> **RECORDS PROVIDED**
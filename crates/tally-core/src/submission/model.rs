use std::fmt;

use rust_decimal::Decimal;

use crate::error::TallyError;
use crate::menu::format_price;

/// Random identifier handed to the customer. Not guaranteed unique.
#[derive(Debug, Clone, Copy, PartialEq, Eq, Hash)]
pub struct ConfirmationNumber(pub(super) u32);

impl ConfirmationNumber {
    pub const MIN: u32 = 100_000;
    pub const MAX: u32 = 999_999;

    /// Returns `None` outside `[MIN, MAX]`.
    pub fn new(value: u32) -> Option<Self> {
        (Self::MIN..=Self::MAX).contains(&value).then_some(Self(value))
    }

    pub fn value(self) -> u32 {
        self.0
    }
}

impl fmt::Display for ConfirmationNumber {
    fn fmt(&self, f: &mut fmt::Formatter<'_>) -> fmt::Result {
        write!(f, "{}", self.0)
    }
}

/// One row of the order history log.
#[derive(Debug, Clone, PartialEq, Eq)]
pub struct OrderRecord {
    pub confirmation: ConfirmationNumber,
    /// Compacted order lines joined with `", "`
    pub summary: String,
    pub total: Decimal,
}

impl OrderRecord {
    pub fn new<S: AsRef<str>>(confirmation: ConfirmationNumber, lines: &[S], total: Decimal) -> Self {
        let summary = lines
            .iter()
            .map(AsRef::as_ref)
            .collect::<Vec<_>>()
            .join(", ");

        Self {
            confirmation,
            summary,
            total,
        }
    }

    /// The total as written to the log, e.g. `$26.95`.
    pub fn total_display(&self) -> String {
        format_price(self.total)
    }

    /// Fields in log column order.
    pub fn to_row(&self) -> [String; 3] {
        [
            self.confirmation.to_string(),
            self.summary.clone(),
            self.total_display(),
        ]
    }
}

/// Outcome of submitting an order.
///
/// A failed history write does not void the confirmation. It is kept here
/// so the caller can report it.
#[derive(Debug, Clone, PartialEq, Eq)]
pub struct Receipt {
    pub record: OrderRecord,
    pub history_error: Option<TallyError>,
}

impl Receipt {
    pub fn is_recorded(&self) -> bool {
        self.history_error.is_none()
    }

    pub fn confirmation_message(&self) -> String {
        format!(
            "Your order ({}) confirmed! Total price: {}",
            self.record.confirmation,
            self.record.total_display()
        )
    }
}
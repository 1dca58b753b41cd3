use std::borrow::Cow::{self, Borrowed, Owned};

use colored::Colorize;
use rustyline::completion::{Completer, Pair};
use rustyline::error::ReadlineError;
use rustyline::highlight::Highlighter;
use rustyline::hint::Hinter;
use rustyline::history::DefaultHistory;
use rustyline::validate::Validator;
use rustyline::{Context, Editor, Helper};

use tally_core::menu::Menu;
use tally_core::order::{Console, Rejection, SENTINEL};
use tally_core::{Result, TallyError};

/// Rustyline helper that completes and hints menu item names.
#[derive(Clone)]
struct MenuHelper {
    candidates: Vec<String>,
}

impl MenuHelper {
    fn new(menu: &Menu) -> Self {
        let mut candidates: Vec<String> = menu.items().map(|i| i.name.to_string()).collect();
        candidates.push(SENTINEL.to_string());
        Self { candidates }
    }

    /// Candidates starting with `prefix`, ignoring case.
    fn matching(&self, prefix: &str) -> impl Iterator<Item = &String> {
        let prefix = prefix.to_lowercase();
        self.candidates
            .iter()
            .filter(move |c| c.to_lowercase().starts_with(&prefix))
    }

    fn is_candidate(&self, line: &str) -> bool {
        let line = line.trim();
        self.candidates.iter().any(|c| c.eq_ignore_ascii_case(line))
    }
}

impl Helper for MenuHelper {}

impl Completer for MenuHelper {
    type Candidate = Pair;

    fn complete(
        &self,
        line: &str,
        pos: usize,
        _ctx: &Context<'_>,
    ) -> rustyline::Result<(usize, Vec<Pair>)> {
        let line = &line[..pos];

        let candidates: Vec<Pair> = self
            .matching(line)
            .map(|c| Pair {
                display: c.clone(),
                replacement: c.clone(),
            })
            .collect();
        Ok((0, candidates))
    }
}

impl Highlighter for MenuHelper {
    fn highlight<'l>(&self, line: &'l str, _pos: usize) -> Cow<'l, str> {
        if self.is_candidate(line) {
            Owned(line.bright_cyan().to_string())
        } else {
            Borrowed(line)
        }
    }

    fn highlight_hint<'h>(&self, hint: &'h str) -> Cow<'h, str> {
        Owned(hint.bright_black().to_string())
    }

    fn highlight_char(&self, _line: &str, _pos: usize, _forced: bool) -> bool {
        true
    }
}

impl Hinter for MenuHelper {
    type Hint = String;

    fn hint(&self, line: &str, pos: usize, _ctx: &Context<'_>) -> Option<String> {
        let line = &line[..pos];
        if line.is_empty() {
            return None;
        }

        self.matching(line)
            .find(|c| c.len() > line.len())
            .and_then(|c| c.get(line.len()..))
            .map(str::to_string)
    }
}

impl Validator for MenuHelper {}

/// Interactive console backed by a rustyline editor.
pub struct RustylineConsole {
    editor: Editor<MenuHelper, DefaultHistory>,
}

impl RustylineConsole {
    pub fn new(menu: &Menu) -> rustyline::Result<Self> {
        let mut editor = Editor::new()?;
        editor.set_helper(Some(MenuHelper::new(menu)));
        Ok(Self { editor })
    }
}

impl Console for RustylineConsole {
    fn read_line(&mut self, prompt: &str) -> Result<Option<String>> {
        match self.editor.readline(prompt) {
            Ok(line) => {
                if !line.trim().is_empty() {
                    let _ = self.editor.add_history_entry(line.as_str());
                }
                Ok(Some(line))
            }
            Err(ReadlineError::Interrupted) => Err(TallyError::Cancelled),
            Err(ReadlineError::Eof) => Ok(None),
            Err(e) => Err(TallyError::input(e.to_string())),
        }
    }

    fn reject(&mut self, rejection: &Rejection) {
        println!("{}", rejection.to_string().yellow());
    }
}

> **BRIEF**
Copy out exactly the lines between the line with "pub fn new(menu: &Menu)" and the last line of the entries, counting both of those lines.

> **YOUR RESPONSE**
    pub fn new(menu: &Menu) -> rustyline::Result<Self> {
        let mut editor = Editor::new()?;
        editor.set_helper(Some(MenuHelper::new(menu)));
        Ok(Self { editor })
    }
}

impl Console for RustylineConsole {
    fn read_line(&mut self, prompt: &str) -> Result<Option<String>> {
        match self.editor.readline(prompt) {
            Ok(line) => {
                if !line.trim().is_empty() {
                    let _ = self.editor.add_history_entry(line.as_str());
                }
                Ok(Some(line))
            }
            Err(ReadlineError::Interrupted) => Err(TallyError::Cancelled),
            Err(ReadlineError::Eof) => Ok(None),
            Err(e) => Err(TallyError::input(e.to_string())),
        }
    }

    fn reject(&mut self, rejection: &Rejection) {
        println!("{}", rejection.to_string().yellow());
    }
}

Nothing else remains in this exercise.